What is needed.
Transcribe the records below exactly as written, from the opening line through the line that contains "positional argument, a".

====

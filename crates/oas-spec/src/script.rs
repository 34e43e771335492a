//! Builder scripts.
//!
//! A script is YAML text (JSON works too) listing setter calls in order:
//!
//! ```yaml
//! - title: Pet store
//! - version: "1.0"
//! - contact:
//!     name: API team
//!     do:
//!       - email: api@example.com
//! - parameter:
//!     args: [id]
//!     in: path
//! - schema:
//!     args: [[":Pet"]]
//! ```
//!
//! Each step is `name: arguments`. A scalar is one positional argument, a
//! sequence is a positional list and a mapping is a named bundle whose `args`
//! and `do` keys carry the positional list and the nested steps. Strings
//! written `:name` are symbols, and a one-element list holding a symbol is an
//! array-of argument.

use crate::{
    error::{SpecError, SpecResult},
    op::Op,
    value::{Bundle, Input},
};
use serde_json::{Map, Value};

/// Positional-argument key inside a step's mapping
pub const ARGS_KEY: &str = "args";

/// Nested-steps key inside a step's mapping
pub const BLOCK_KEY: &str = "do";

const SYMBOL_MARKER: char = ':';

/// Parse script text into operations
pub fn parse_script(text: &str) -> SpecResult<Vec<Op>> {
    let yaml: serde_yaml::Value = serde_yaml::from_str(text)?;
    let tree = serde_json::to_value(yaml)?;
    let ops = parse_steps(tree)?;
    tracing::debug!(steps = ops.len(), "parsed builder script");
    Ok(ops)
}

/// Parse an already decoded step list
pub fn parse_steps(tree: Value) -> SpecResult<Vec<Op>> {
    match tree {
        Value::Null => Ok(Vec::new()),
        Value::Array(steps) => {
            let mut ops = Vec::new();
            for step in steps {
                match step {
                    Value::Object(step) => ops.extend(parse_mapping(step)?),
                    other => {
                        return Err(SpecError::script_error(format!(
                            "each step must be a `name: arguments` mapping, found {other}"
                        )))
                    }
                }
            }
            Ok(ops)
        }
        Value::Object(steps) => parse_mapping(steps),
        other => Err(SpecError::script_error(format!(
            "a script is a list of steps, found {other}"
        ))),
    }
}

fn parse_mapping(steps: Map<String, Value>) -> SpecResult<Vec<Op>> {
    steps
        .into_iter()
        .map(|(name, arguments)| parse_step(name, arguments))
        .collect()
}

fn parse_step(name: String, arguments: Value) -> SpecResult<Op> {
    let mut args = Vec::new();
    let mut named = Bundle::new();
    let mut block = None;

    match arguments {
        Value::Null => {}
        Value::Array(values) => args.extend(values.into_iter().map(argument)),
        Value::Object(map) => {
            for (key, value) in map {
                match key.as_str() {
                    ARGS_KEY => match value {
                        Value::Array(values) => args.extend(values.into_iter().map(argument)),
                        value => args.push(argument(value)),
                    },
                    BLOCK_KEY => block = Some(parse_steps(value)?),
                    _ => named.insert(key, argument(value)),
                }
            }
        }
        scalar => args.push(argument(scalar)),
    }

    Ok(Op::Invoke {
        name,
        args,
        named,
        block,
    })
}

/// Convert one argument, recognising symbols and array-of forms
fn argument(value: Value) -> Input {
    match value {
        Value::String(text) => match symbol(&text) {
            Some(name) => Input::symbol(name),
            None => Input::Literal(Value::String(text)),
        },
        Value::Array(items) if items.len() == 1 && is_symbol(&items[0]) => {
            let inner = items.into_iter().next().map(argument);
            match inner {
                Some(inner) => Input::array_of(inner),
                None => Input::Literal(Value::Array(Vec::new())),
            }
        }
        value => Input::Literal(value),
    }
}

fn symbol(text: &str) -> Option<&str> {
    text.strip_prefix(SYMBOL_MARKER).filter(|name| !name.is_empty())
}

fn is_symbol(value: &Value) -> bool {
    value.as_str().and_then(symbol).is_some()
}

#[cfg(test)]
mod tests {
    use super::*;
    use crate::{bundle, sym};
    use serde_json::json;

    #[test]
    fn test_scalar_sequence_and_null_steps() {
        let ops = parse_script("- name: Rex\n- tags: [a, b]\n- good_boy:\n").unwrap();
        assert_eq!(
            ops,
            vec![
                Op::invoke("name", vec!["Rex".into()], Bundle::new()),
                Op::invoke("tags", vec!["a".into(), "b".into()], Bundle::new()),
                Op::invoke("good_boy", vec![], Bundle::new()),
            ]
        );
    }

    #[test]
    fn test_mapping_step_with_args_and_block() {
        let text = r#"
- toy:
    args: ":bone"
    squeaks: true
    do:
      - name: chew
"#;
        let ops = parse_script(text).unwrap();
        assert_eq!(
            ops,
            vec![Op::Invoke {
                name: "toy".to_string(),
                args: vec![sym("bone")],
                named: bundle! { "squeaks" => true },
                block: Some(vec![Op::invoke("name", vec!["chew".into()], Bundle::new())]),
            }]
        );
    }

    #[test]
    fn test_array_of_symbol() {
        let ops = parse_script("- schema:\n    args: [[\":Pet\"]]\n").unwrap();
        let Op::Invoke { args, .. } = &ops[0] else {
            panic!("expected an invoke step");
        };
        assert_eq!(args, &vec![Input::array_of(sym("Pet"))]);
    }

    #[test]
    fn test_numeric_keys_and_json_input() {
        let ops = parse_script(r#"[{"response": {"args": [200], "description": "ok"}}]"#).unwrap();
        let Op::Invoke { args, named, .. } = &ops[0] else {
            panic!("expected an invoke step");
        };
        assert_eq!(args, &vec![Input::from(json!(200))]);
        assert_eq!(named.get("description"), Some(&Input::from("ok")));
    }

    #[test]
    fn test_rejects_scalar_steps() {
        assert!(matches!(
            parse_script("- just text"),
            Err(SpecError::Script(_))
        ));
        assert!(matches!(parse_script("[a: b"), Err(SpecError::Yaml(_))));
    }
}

====

Answer to this exercise.
filename crates/oas-spec/src/script.rs
repository 34e43e771335492a
//! Builder scripts.
//!
//! A script is YAML text (JSON works too) listing setter calls in order:
//!
//! ```yaml
//! - title: Pet store
//! - version: "1.0"
//! - contact:
//!     name: API team
//!     do:
//!       - email: api@example.com
//! - parameter:
//!     args: [id]
//!     in: path
//! - schema:
//!     args: [[":Pet"]]
//! ```
//!
//! Each step is `name: arguments`. A scalar is one positional argument, a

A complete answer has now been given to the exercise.